We created this dataset of unlabelled clinical notes directly from the NYU Langone EHR. The dataset contains 387,144 patients, 7,247,694 notes and 4,112,249,482 words in total. We built NYU Notes as follows: we wrote structured query language (SQL) scripts to query the NYU Langone EHR. We first prototyped the queries with an interactive web-based editor (Cloudera Hue) and then download the query results as comma-separated files (CSVs) to NYU Langone's high-performance computing cluster. We included notes signed by medical professionals (physicians, residents, physician assistants, nurse practitioners and fellows) at Tisch Hospital, NYU Langone Hospital–Brooklyn, NYU Langone Hospital–Long Island and NYU Langone Orthopedic Hospital from 2011 to 2020 (inclusive). We excluded any notes that were derived from billing, labelled as invalid or empty. We split the notes into three sets, training, validation and test sets, with a ratio of 949:50:1. Lastly, we masked tokens with 15% probability to create masked text and labels.

We created this dataset of unlabelled clinical notes as the subset of NYU Notes that were written in Tisch Hospital in Manhattan. The dataset contains 256,217 patients, 4,342,602 notes and 2,381,466,993 words in total.

We created this dataset of unlabelled clinical notes as the subset of NYU Notes that were written in NYU Langone Health–Brooklyn. The dataset contains 104,521 patients, 1,337,352 notes and 1,102,078,012 words in total.
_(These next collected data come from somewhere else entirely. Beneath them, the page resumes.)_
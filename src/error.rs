//! Error types for the idiom helpers.
//!
//! Every fallible operation in this crate fails eagerly, at the point where
//! its lazy sequence is constructed. Once an iterator has been returned it
//! never produces an error.
//!
//! - [`LookupError`]: a predicate descriptor, auxiliary table entry, or
//!   constraint could not be found
//! - [`RandomError`]: a random stream could not be built
//! - [`Error`]: the union of both, for callers that mix the helpers

/// Represents a failed lookup while resolving a selection.
///
/// # Examples
///
/// ```rust
/// use lambars_idioms::error::LookupError;
///
/// let error = LookupError::UnknownOperator {
///     token: "=>".to_string(),
/// };
/// assert_eq!(format!("{error}"), "unknown comparison operator `=>`");
/// ```
#[derive(Debug, Clone, PartialEq, Eq)]
pub enum LookupError {
    /// A token was not one of `>=`, `>`, `<`, `==`, `<=`.
    UnknownOperator {
        /// The token that failed to parse.
        token: String,
    },
    /// The auxiliary predicate table has no entry for the given name.
    MissingPredicate {
        /// The name that was looked up.
        name: String,
    },
    /// A subject has no matching constraint.
    MissingConstraint {
        /// The subject key, rendered with `Debug`.
        key: String,
    },
    /// The descriptor kind cannot be resolved in the current mode.
    UnexpectedDescriptor {
        /// The descriptor kind the resolver accepts.
        expected: &'static str,
        /// The descriptor kind that was supplied.
        found: &'static str,
    },
}

impl std::fmt::Display for LookupError {
    fn fmt(&self, formatter: &mut std::fmt::Formatter<'_>) -> std::fmt::Result {
        match self {
            Self::UnknownOperator { token } => {
                write!(formatter, "unknown comparison operator `{token}`")
            }
            Self::MissingPredicate { name } => {
                write!(formatter, "no predicate named `{name}` in the table")
            }
            Self::MissingConstraint { key } => {
                write!(formatter, "no constraint for subject {key}")
            }
            Self::UnexpectedDescriptor { expected, found } => {
                write!(formatter, "expected {expected} descriptor, found {found}")
            }
        }
    }
}

impl std::error::Error for LookupError {}

/// Represents an error when building a random stream.
///
/// # Examples
///
/// ```rust
/// use lambars_idioms::error::RandomError;
///
/// assert_eq!(
///     format!("{}", RandomError::EmptyDomain),
///     "cannot draw random values from an empty domain"
/// );
/// ```
#[derive(Debug, Clone, Copy, PartialEq, Eq)]
pub enum RandomError {
    /// The domain to choose from has no elements.
    EmptyDomain,
}

impl std::fmt::Display for RandomError {
    fn fmt(&self, formatter: &mut std::fmt::Formatter<'_>) -> std::fmt::Result {
        match self {
            Self::EmptyDomain => write!(
                formatter,
                "cannot draw random values from an empty domain"
            ),
        }
    }
}

impl std::error::Error for RandomError {}

/// Any error produced by this crate.
#[derive(Debug, Clone, PartialEq, Eq)]
pub enum Error {
    /// A lookup failed while resolving a selection.
    Lookup(LookupError),
    /// A random stream could not be built.
    Random(RandomError),
}

impl std::fmt::Display for Error {
    fn fmt(&self, formatter: &mut std::fmt::Formatter<'_>) -> std::fmt::Result {
        match self {
            Self::Lookup(error) => write!(formatter, "{error}"),
            Self::Random(error) => write!(formatter, "{error}"),
        }
    }
}

impl std::error::Error for Error {
    fn source(&self) -> Option<&(dyn std::error::Error + 'static)> {
        match self {
            Self::Lookup(error) => Some(error),
            Self::Random(error) => Some(error),
        }
    }
}

impl From<LookupError> for Error {
    fn from(error: LookupError) -> Self {
        Self::Lookup(error)
    }
}

impl From<RandomError> for Error {
    fn from(error: RandomError) -> Self {
        Self::Random(error)
    }
}
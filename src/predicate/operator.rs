//! The built-in comparison operators.
//!
//! [`Operator`] is the closed set of symbolic tokens a selection may refer
//! to when built-in operators are enabled: `>=`, `>`, `<`, `==` and `<=`.

use std::fmt;
use std::str::FromStr;

use crate::error::LookupError;

/// A built-in binary comparison, identified by its symbolic token.
///
/// Each operator compares a subject value (left) against a reference value
/// (right).
///
/// # Examples
///
/// ```rust
/// use lambars_idioms::predicate::Operator;
///
/// let operator: Operator = "<=".parse().unwrap();
/// assert_eq!(operator, Operator::LessOrEqual);
/// assert!(operator.apply(&20, &20));
/// assert!(!operator.apply(&21, &20));
/// assert_eq!(operator.to_string(), "<=");
/// ```
#[derive(Debug, Clone, Copy, PartialEq, Eq, Hash, PartialOrd, Ord)]
#[cfg_attr(feature = "serde", derive(serde::Serialize, serde::Deserialize))]
pub enum Operator {
    /// `>=`
    #[cfg_attr(feature = "serde", serde(rename = ">="))]
    GreaterOrEqual,
    /// `>`
    #[cfg_attr(feature = "serde", serde(rename = ">"))]
    Greater,
    /// `<`
    #[cfg_attr(feature = "serde", serde(rename = "<"))]
    Less,
    /// `==`
    #[cfg_attr(feature = "serde", serde(rename = "=="))]
    Equal,
    /// `<=`
    #[cfg_attr(feature = "serde", serde(rename = "<="))]
    LessOrEqual,
}

impl Operator {
    /// Every built-in operator, in token-table order.
    pub const ALL: [Self; 5] = [
        Self::GreaterOrEqual,
        Self::Greater,
        Self::Less,
        Self::Equal,
        Self::LessOrEqual,
    ];

    /// Returns the symbolic token of this operator.
    #[inline]
    #[must_use]
    pub const fn symbol(self) -> &'static str {
        match self {
            Self::GreaterOrEqual => ">=",
            Self::Greater => ">",
            Self::Less => "<",
            Self::Equal => "==",
            Self::LessOrEqual => "<=",
        }
    }

    /// Compares `subject` against `reference`.
    ///
    /// Values that are not comparable (e.g. `NaN`) fail every ordering
    /// operator.
    #[inline]
    #[must_use]
    pub fn apply<V: PartialOrd + ?Sized>(self, subject: &V, reference: &V) -> bool {
        match self {
            Self::GreaterOrEqual => subject >= reference,
            Self::Greater => subject > reference,
            Self::Less => subject < reference,
            Self::Equal => subject == reference,
            Self::LessOrEqual => subject <= reference,
        }
    }
}

impl FromStr for Operator {
    type Err = LookupError;

    fn from_str(token: &str) -> Result<Self, Self::Err> {
        Self::ALL
            .into_iter()
            .find(|operator| operator.symbol() == token)
            .ok_or_else(|| LookupError::UnknownOperator {
                token: token.to_string(),
            })
    }
}

impl fmt::Display for Operator {
    fn fmt(&self, formatter: &mut fmt::Formatter<'_>) -> fmt::Result {
        formatter.write_str(self.symbol())
    }
}

static_assertions::assert_impl_all!(Operator: Copy, Send, Sync, FromStr);
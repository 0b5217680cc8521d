//! Constraint-based selection over keyed tables.
//!
//! Given a table of subjects and a table of constraints sharing the same
//! keys, [`select`] yields the keys whose subject satisfies its constraint.
//! [`select_by`] is the simplified form taking unary predicates.
//!
//! Both tables only need to implement [`KeyedTable`], which is provided for
//! `BTreeMap`, `HashMap` and association lists (`Vec<(K, V)>`).
//!
//! # Examples
//!
//! ```rust
//! use std::collections::BTreeMap;
//! use lambars_idioms::predicate::Constraint;
//! use lambars_idioms::select::select_with_operators;
//!
//! let subjects = BTreeMap::from([("cake", 50), ("bread", 20), ("pie", 100)]);
//! let constraints: BTreeMap<_, Constraint<i32>> = BTreeMap::from([
//!     ("cake", ("<", 60).into()),
//!     ("bread", ("<=", 20).into()),
//!     ("pie", ("<", 80).into()),
//! ]);
//!
//! let affordable: Vec<_> = select_with_operators(&subjects, &constraints)
//!     .unwrap()
//!     .collect();
//! assert_eq!(affordable, [&"bread", &"cake"]);
//! ```

mod filter;
mod keyed;

pub use filter::{Select, select, select_by, select_with_operators, select_with_table};
pub use keyed::KeyedTable;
We created this dataset of labelled discharge notes (with binary labels for readmission) from the NYU Langone EHR. Most of the notes from this dataset are a subset of NYU Notes, with additional discharge notes from 2021 for the temporal test. The dataset contains 413,845 patients, 506,740 notes and 487,395,462 words in total. We built this dataset as follows: for each encounter that ended between January 2011 and November 2021, we included its discharge note with a binary label for 30-day all-cause readmission. We assigned the ‘readmitted’ label if the patient had an admission note within 30 days of being discharged. To focus on modelling acute care readmission, we excluded discharge notes from the rehabilitation, dialysis and palliative care departments because these were not acute care admissions. We split the dataset into four sets: training, validation, test and temporal test sets. The first three sets were notes from January 2011 to May 2021, with a ratio of 8:1:1. The temporal test set included notes from June to December 2021. See Extended Data Fig. 8a for a visualization of the four-way split.
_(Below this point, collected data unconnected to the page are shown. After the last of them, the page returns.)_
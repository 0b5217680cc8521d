//! Predicate descriptors and constraints.

use std::fmt;
use std::rc::Rc;

use super::Operator;

/// A shared binary predicate comparing a subject against a reference value.
pub type Comparator<V> = Rc<dyn Fn(&V, &V) -> bool>;

/// Describes which binary predicate a constraint uses.
///
/// A descriptor is only meaningful together with a
/// [`Resolver`](super::Resolver), which decides how each variant is turned
/// into an actual predicate.
///
/// # Examples
///
/// ```rust
/// use lambars_idioms::predicate::{Operator, PredicateDescriptor};
///
/// let by_operator: PredicateDescriptor<i32> = Operator::Less.into();
/// let by_name = PredicateDescriptor::<i32>::named("divides");
/// let direct = PredicateDescriptor::direct(|subject: &i32, reference: &i32| {
///     subject % reference == 0
/// });
///
/// assert_eq!(by_operator.kind(), "an operator");
/// assert_eq!(by_name.kind(), "a named");
/// assert_eq!(direct.kind(), "a direct comparator");
/// ```
pub enum PredicateDescriptor<V> {
    /// One of the built-in comparison operators.
    Operator(Operator),
    /// A key into an auxiliary [`PredicateTable`](super::PredicateTable),
    /// or an operator token when built-in operators are enabled.
    Named(String),
    /// A directly callable comparator.
    Direct(Comparator<V>),
}

impl<V> PredicateDescriptor<V> {
    /// Creates a descriptor naming a table entry or operator token.
    #[must_use]
    pub fn named(name: impl Into<String>) -> Self {
        Self::Named(name.into())
    }

    /// Creates a descriptor wrapping a comparator.
    #[must_use]
    pub fn direct<F>(comparator: F) -> Self
    where
        F: Fn(&V, &V) -> bool + 'static,
    {
        Self::Direct(Rc::new(comparator))
    }

    /// Returns a short description of the variant, used in error messages.
    #[must_use]
    pub const fn kind(&self) -> &'static str {
        match self {
            Self::Operator(_) => "an operator",
            Self::Named(_) => "a named",
            Self::Direct(_) => "a direct comparator",
        }
    }
}

impl<V> Clone for PredicateDescriptor<V> {
    fn clone(&self) -> Self {
        match self {
            Self::Operator(operator) => Self::Operator(*operator),
            Self::Named(name) => Self::Named(name.clone()),
            Self::Direct(comparator) => Self::Direct(Rc::clone(comparator)),
        }
    }
}

impl<V> fmt::Debug for PredicateDescriptor<V> {
    fn fmt(&self, formatter: &mut fmt::Formatter<'_>) -> fmt::Result {
        match self {
            Self::Operator(operator) => formatter.debug_tuple("Operator").field(operator).finish(),
            Self::Named(name) => formatter.debug_tuple("Named").field(name).finish(),
            Self::Direct(_) => formatter.write_str("Direct(<comparator>)"),
        }
    }
}

impl<V> From<Operator> for PredicateDescriptor<V> {
    fn from(operator: Operator) -> Self {
        Self::Operator(operator)
    }
}

impl<V> From<&str> for PredicateDescriptor<V> {
    fn from(name: &str) -> Self {
        Self::Named(name.to_string())
    }
}

impl<V> From<String> for PredicateDescriptor<V> {
    fn from(name: String) -> Self {
        Self::Named(name)
    }
}

/// A predicate descriptor paired with the value a subject is checked against.
///
/// # Examples
///
/// ```rust
/// use lambars_idioms::predicate::{Constraint, Operator};
///
/// let cheaper_than_sixty: Constraint<i32> = (Operator::Less, 60).into();
/// assert_eq!(cheaper_than_sixty.reference, 60);
///
/// let at_most_twenty: Constraint<i32> = ("<=", 20).into();
/// assert_eq!(at_most_twenty.reference, 20);
/// ```
pub struct Constraint<V> {
    /// How to compare.
    pub descriptor: PredicateDescriptor<V>,
    /// What to compare against.
    pub reference: V,
}

impl<V> Constraint<V> {
    /// Creates a constraint from a descriptor and a reference value.
    #[must_use]
    pub fn new(descriptor: impl Into<PredicateDescriptor<V>>, reference: V) -> Self {
        Self {
            descriptor: descriptor.into(),
            reference,
        }
    }

    /// Creates a constraint using a directly callable comparator.
    #[must_use]
    pub fn direct<F>(comparator: F, reference: V) -> Self
    where
        F: Fn(&V, &V) -> bool + 'static,
    {
        Self {
            descriptor: PredicateDescriptor::direct(comparator),
            reference,
        }
    }
}

impl<V: Clone> Clone for Constraint<V> {
    fn clone(&self) -> Self {
        Self {
            descriptor: self.descriptor.clone(),
            reference: self.reference.clone(),
        }
    }
}

impl<V: fmt::Debug> fmt::Debug for Constraint<V> {
    fn fmt(&self, formatter: &mut fmt::Formatter<'_>) -> fmt::Result {
        formatter
            .debug_struct("Constraint")
            .field("descriptor", &self.descriptor)
            .field("reference", &self.reference)
            .finish()
    }
}

impl<V> From<(Operator, V)> for Constraint<V> {
    fn from((operator, reference): (Operator, V)) -> Self {
        Self::new(operator, reference)
    }
}

impl<V> From<(&str, V)> for Constraint<V> {
    fn from((name, reference): (&str, V)) -> Self {
        Self::new(name, reference)
    }
}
We created this dataset of unlabelled clinical notes as the subset of notes in the NYU Readmission dataset that were written in Tisch Hospital in Manhattan. The dataset contains 240,824 patients, 296,519 notes and 253,622,053 words.
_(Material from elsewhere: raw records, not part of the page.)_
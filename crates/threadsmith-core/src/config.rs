//! Declarative pipeline configuration (TOML format).
//!
//! Two files drive a run: `agents.toml` (role records) and `tasks.toml`
//! (task records). Both are parsed and validated at startup; anything
//! malformed is a fatal error before any network call.

use serde::{Deserialize, Serialize};
use std::collections::BTreeMap;
use std::path::Path;
use thiserror::Error;
use tracing::debug;

/// Configuration errors.
#[derive(Debug, Error)]
pub enum ConfigError {
    /// Invalid configuration.
    #[error("invalid configuration: {0}")]
    Invalid(String),

    /// A required entry is missing from a config file.
    #[error("missing {kind} entry '{key}'")]
    MissingEntry {
        /// Which collection the entry was expected in ("agent" or "task").
        kind: &'static str,
        /// The missing key.
        key: String,
    },

    /// I/O error.
    #[error("I/O error: {0}")]
    Io(#[from] std::io::Error),

    /// TOML deserialization error.
    #[error("TOML error: {0}")]
    Toml(#[from] toml::de::Error),
}

/// Result type for configuration operations.
pub type Result<T> = std::result::Result<T, ConfigError>;

/// Which Result Schema shape a task must emit.
#[derive(Debug, Clone, Copy, PartialEq, Eq, Serialize, Deserialize)]
#[serde(rename_all = "snake_case")]
pub enum OutputKind {
    /// Free-form text (research notes).
    Text,
    /// An array of `ThreadCandidate` records.
    ThreadCandidates,
    /// An array of `ViralScore` records.
    ViralScores,
    /// One `Review` record.
    Review,
}

impl std::fmt::Display for OutputKind {
    fn fmt(&self, f: &mut std::fmt::Formatter<'_>) -> std::fmt::Result {
        match self {
            Self::Text => write!(f, "text"),
            Self::ThreadCandidates => write!(f, "thread_candidates"),
            Self::ViralScores => write!(f, "viral_scores"),
            Self::Review => write!(f, "review"),
        }
    }
}

/// One `[agents.<key>]` record.
#[derive(Debug, Clone, PartialEq, Eq, Serialize, Deserialize)]
pub struct AgentEntry {
    /// Display name of the role (e.g., "Meme Crafter").
    pub role: String,

    /// What the agent is trying to achieve.
    pub goal: String,

    /// Persona text that shapes how the agent writes.
    pub backstory: String,

    /// Names of the tools this role is granted. Empty by default.
    #[serde(default, skip_serializing_if = "Vec::is_empty")]
    pub tools: Vec<String>,
}

/// Agent configuration file (`agents.toml`).
///
/// # Example TOML
///
/// ```toml
/// [agents.meme_crafter]
/// role = "Meme Crafter"
/// goal = "Find meme formats that fit the topic"
/// backstory = "You live in the reply sections of tech Twitter."
/// tools = ["web_search"]
/// ```
#[derive(Debug, Clone, PartialEq, Eq, Serialize, Deserialize)]
pub struct AgentsConfig {
    /// Role records keyed by agent key.
    pub agents: BTreeMap<String, AgentEntry>,
}

impl AgentsConfig {
    /// Loads agent configuration from a TOML file.
    ///
    /// # Errors
    /// Returns an error if the file cannot be read or parsed, or fails
    /// validation.
    pub fn load(path: impl AsRef<Path>) -> Result<Self> {
        let path = path.as_ref();
        debug!(path = %path.display(), "Loading agents config");
        let content = std::fs::read_to_string(path)?;
        Self::from_toml_str(&content)
    }

    /// Parses agent configuration from a TOML string.
    ///
    /// # Errors
    /// Returns an error if parsing or validation fails.
    pub fn from_toml_str(content: &str) -> Result<Self> {
        let config: Self = toml::from_str(content)?;
        config.validate()?;
        Ok(config)
    }

    /// Returns the entry for `key`, or a `MissingEntry` error.
    ///
    /// # Errors
    /// Returns `ConfigError::MissingEntry` when the key is absent.
    pub fn get(&self, key: &str) -> Result<&AgentEntry> {
        self.agents
            .get(key)
            .ok_or_else(|| ConfigError::MissingEntry { kind: "agent", key: key.to_string() })
    }

    /// Validate configuration.
    fn validate(&self) -> Result<()> {
        if self.agents.is_empty() {
            return Err(ConfigError::Invalid("no agents defined".to_string()));
        }

        for (key, entry) in &self.agents {
            if entry.role.trim().is_empty() {
                return Err(ConfigError::Invalid(format!("agent '{key}' has an empty role")));
            }
            if entry.goal.trim().is_empty() {
                return Err(ConfigError::Invalid(format!("agent '{key}' has an empty goal")));
            }
            if entry.backstory.trim().is_empty() {
                return Err(ConfigError::Invalid(format!("agent '{key}' has an empty backstory")));
            }
        }

        Ok(())
    }
}

/// One `[tasks.<key>]` record.
#[derive(Debug, Clone, PartialEq, Eq, Serialize, Deserialize)]
pub struct TaskEntry {
    /// What the task asks its agent to do. May contain `{topic}`,
    /// `{platform}`, and `{target_audience}` placeholders.
    pub description: String,

    /// Prose description of the expected result, shown to the agent.
    pub expected_output: String,

    /// Key of the agent that executes this task.
    pub agent: String,

    /// Keys of earlier tasks whose outputs this task consumes.
    #[serde(default, skip_serializing_if = "Vec::is_empty")]
    pub context: Vec<String>,

    /// The record shape the task must emit.
    pub output: OutputKind,
}

/// Task configuration file (`tasks.toml`).
///
/// # Example TOML
///
/// ```toml
/// [tasks.write_thread]
/// description = "Draft three thread candidates about {topic}"
/// expected_output = "A JSON array of three thread candidates"
/// agent = "hooksmith"
/// context = ["meme_research"]
/// output = "thread_candidates"
/// ```
#[derive(Debug, Clone, PartialEq, Eq, Serialize, Deserialize)]
pub struct TasksConfig {
    /// Task records keyed by task key.
    pub tasks: BTreeMap<String, TaskEntry>,
}

impl TasksConfig {
    /// Loads task configuration from a TOML file.
    ///
    /// # Errors
    /// Returns an error if the file cannot be read or parsed, or fails
    /// validation.
    pub fn load(path: impl AsRef<Path>) -> Result<Self> {
        let path = path.as_ref();
        debug!(path = %path.display(), "Loading tasks config");
        let content = std::fs::read_to_string(path)?;
        Self::from_toml_str(&content)
    }

    /// Parses task configuration from a TOML string.
    ///
    /// # Errors
    /// Returns an error if parsing or validation fails.
    pub fn from_toml_str(content: &str) -> Result<Self> {
        let config: Self = toml::from_str(content)?;
        config.validate()?;
        Ok(config)
    }

    /// Returns the entry for `key`, or a `MissingEntry` error.
    ///
    /// # Errors
    /// Returns `ConfigError::MissingEntry` when the key is absent.
    pub fn get(&self, key: &str) -> Result<&TaskEntry> {
        self.tasks
            .get(key)
            .ok_or_else(|| ConfigError::MissingEntry { kind: "task", key: key.to_string() })
    }

    /// Validate configuration.
    fn validate(&self) -> Result<()> {
        if self.tasks.is_empty() {
            return Err(ConfigError::Invalid("no tasks defined".to_string()));
        }

        for (key, entry) in &self.tasks {
            if entry.description.trim().is_empty() {
                return Err(ConfigError::Invalid(format!("task '{key}' has an empty description")));
            }
            if entry.expected_output.trim().is_empty() {
                return Err(ConfigError::Invalid(format!(
                    "task '{key}' has an empty expected_output"
                )));
            }
            if entry.agent.trim().is_empty() {
                return Err(ConfigError::Invalid(format!("task '{key}' names no agent")));
            }
            for context_key in &entry.context {
                if context_key == key {
                    return Err(ConfigError::Invalid(format!(
                        "task '{key}' lists itself as context"
                    )));
                }
                if !self.tasks.contains_key(context_key) {
                    return Err(ConfigError::Invalid(format!(
                        "task '{key}' references unknown context task '{context_key}'"
                    )));
                }
            }
        }

        Ok(())
    }
}

#[cfg(test)]
mod tests {
    use super::*;
    use std::io::Write;
    use tempfile::NamedTempFile;

    const AGENTS_TOML: &str = r#"
[agents.hooksmith]
role = "Hook Specialist"
goal = "Open threads people cannot scroll past"
backstory = "You have written a thousand first lines."

[agents.meme_crafter]
role = "Meme Crafter"
goal = "Find meme formats that fit the topic"
backstory = "You live in the reply sections of tech Twitter."
tools = ["web_search"]
"#;

    const TASKS_TOML: &str = r#"
[tasks.meme_research]
description = "Research memes about {topic} for {target_audience}"
expected_output = "Research notes"
agent = "meme_crafter"
output = "text"

[tasks.write_thread]
description = "Draft three thread candidates about {topic} for {platform}"
expected_output = "A JSON array of three thread candidates"
agent = "hooksmith"
context = ["meme_research"]
output = "thread_candidates"
"#;

    #[test]
    fn test_agents_config_parses() {
        let config = AgentsConfig::from_toml_str(AGENTS_TOML).unwrap();
        assert_eq!(config.agents.len(), 2);

        let crafter = config.get("meme_crafter").unwrap();
        assert_eq!(crafter.role, "Meme Crafter");
        assert_eq!(crafter.tools, vec!["web_search".to_string()]);

        let hooksmith = config.get("hooksmith").unwrap();
        assert!(hooksmith.tools.is_empty());
    }

    #[test]
    fn test_agents_config_missing_entry() {
        let config = AgentsConfig::from_toml_str(AGENTS_TOML).unwrap();
        let err = config.get("quality_judge").unwrap_err();
        assert!(matches!(err, ConfigError::MissingEntry { kind: "agent", .. }));
    }

    #[test]
    fn test_agents_config_rejects_empty_role() {
        let toml_content = r#"
[agents.bad]
role = ""
goal = "something"
backstory = "someone"
"#;
        let err = AgentsConfig::from_toml_str(toml_content).unwrap_err();
        assert!(matches!(err, ConfigError::Invalid(_)));
    }

    #[test]
    fn test_tasks_config_parses() {
        let config = TasksConfig::from_toml_str(TASKS_TOML).unwrap();
        let write = config.get("write_thread").unwrap();
        assert_eq!(write.agent, "hooksmith");
        assert_eq!(write.context, vec!["meme_research".to_string()]);
        assert_eq!(write.output, OutputKind::ThreadCandidates);

        let research = config.get("meme_research").unwrap();
        assert!(research.context.is_empty());
        assert_eq!(research.output, OutputKind::Text);
    }

    #[test]
    fn test_tasks_config_rejects_unknown_context() {
        let toml_content = r#"
[tasks.lonely]
description = "Do something"
expected_output = "Something"
agent = "hooksmith"
context = ["missing_task"]
output = "text"
"#;
        let err = TasksConfig::from_toml_str(toml_content).unwrap_err();
        assert!(matches!(err, ConfigError::Invalid(_)));
    }

    #[test]
    fn test_tasks_config_rejects_self_context() {
        let toml_content = r#"
[tasks.loopy]
description = "Do something"
expected_output = "Something"
agent = "hooksmith"
context = ["loopy"]
output = "text"
"#;
        let err = TasksConfig::from_toml_str(toml_content).unwrap_err();
        assert!(matches!(err, ConfigError::Invalid(_)));
    }

    #[test]
    fn test_tasks_config_rejects_unknown_output_kind() {
        let toml_content = r#"
[tasks.bad]
description = "Do something"
expected_output = "Something"
agent = "hooksmith"
output = "interpretive_dance"
"#;
        let err = TasksConfig::from_toml_str(toml_content).unwrap_err();
        assert!(matches!(err, ConfigError::Toml(_)));
    }

    #[test]
    fn test_config_load_from_file() {
        let mut file = NamedTempFile::new().unwrap();
        file.write_all(AGENTS_TOML.as_bytes()).unwrap();
        file.flush().unwrap();

        let config = AgentsConfig::load(file.path()).unwrap();
        assert!(config.agents.contains_key("hooksmith"));
    }

    #[test]
    fn test_config_load_missing_file() {
        let err = AgentsConfig::load("/nonexistent/agents.toml").unwrap_err();
        assert!(matches!(err, ConfigError::Io(_)));
    }

    #[test]
    fn test_output_kind_display() {
        assert_eq!(OutputKind::Text.to_string(), "text");
        assert_eq!(OutputKind::ThreadCandidates.to_string(), "thread_candidates");
        assert_eq!(OutputKind::ViralScores.to_string(), "viral_scores");
        assert_eq!(OutputKind::Review.to_string(), "review");
    }
}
We created this dataset of unlabelled clinical notes as the subset of clinical notes from the NYU Readmission dataset that were written in NYU Langone Health–Brooklyn. The dataset contains 94,653 patients, 113,275 notes and 142,767,957 words.

We created this dataset of history and physical (H&P) notes with binary labels for in-hospital mortality from the NYU Langone EHR. Most of the notes from this dataset are a subset of NYU Notes, with additional H&P notes from 2021 for the temporal test. The dataset contains 371,922 patients, 469,162 notes and 484,467,141 words in total. We built this dataset as follows: for each encounter that ended between January 2011 and November 2021, we included its H&P note with a binary label for in-hospital mortality. We assigned the positive label if the patient's discharge disposition was ‘expired’. We split the dataset into four sets: training, validation, test and temporal test sets. The first three sets were notes from January 2011 to May 2021, with a ratio of 8:1:1, and the temporal test set included notes from June to December 2021.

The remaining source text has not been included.